Here is a block of records. Copy every one of them exactly.

_Task data_.
Start of Block

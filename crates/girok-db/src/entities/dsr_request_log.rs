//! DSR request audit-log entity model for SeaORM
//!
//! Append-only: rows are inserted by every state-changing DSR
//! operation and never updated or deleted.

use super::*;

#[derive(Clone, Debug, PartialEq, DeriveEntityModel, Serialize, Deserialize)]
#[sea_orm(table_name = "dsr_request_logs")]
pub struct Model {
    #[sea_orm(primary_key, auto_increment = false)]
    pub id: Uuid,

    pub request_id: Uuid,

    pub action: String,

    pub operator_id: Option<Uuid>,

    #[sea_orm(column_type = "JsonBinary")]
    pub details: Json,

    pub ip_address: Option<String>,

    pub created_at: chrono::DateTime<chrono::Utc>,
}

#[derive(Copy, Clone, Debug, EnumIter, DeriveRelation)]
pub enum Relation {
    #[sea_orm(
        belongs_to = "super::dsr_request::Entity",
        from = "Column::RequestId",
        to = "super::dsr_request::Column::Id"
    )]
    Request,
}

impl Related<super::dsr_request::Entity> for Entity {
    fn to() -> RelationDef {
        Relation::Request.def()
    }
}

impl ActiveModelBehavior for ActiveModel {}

End of Block

_Written reply_.
filename crates/girok-db/src/entities/dsr_request_log.rs
//! DSR request audit-log entity model for SeaORM
//!
//! Append-only: rows are inserted by every state-changing DSR
//! operation and never updated or deleted.

use super::*;

#[derive(Clone, Debug, PartialEq, DeriveEntityModel, Serialize, Deserialize)]
#[sea_orm(table_name = "dsr_request_logs")]
pub struct Model {
    #[sea_orm(primary_key, auto_increment = false)]
    pub id: Uuid,

    pub request_id: Uuid,

    pub action: String,

    pub operator_id: Option<Uuid>,

    #[sea_orm(column_type = "JsonBinary")]
    pub details: Json,

    pub ip_address: Option<String>,

    pub created_at: chrono::DateTime<chrono::Utc>,
}

#[derive(Copy, Clone, Debug, EnumIter, DeriveRelation)]
pub enum Relation {
    #[sea_orm(
        belongs_to = "super::dsr_request::Entity",
        from = "Column::RequestId",
        to = "super::dsr_request::Column::Id"
    )]
    Request,
}

impl Related<super::dsr_request::Entity> for Entity {
    fn to() -> RelationDef {
        Relation::Request.def()
    }
}

impl ActiveModelBehavior for ActiveModel {}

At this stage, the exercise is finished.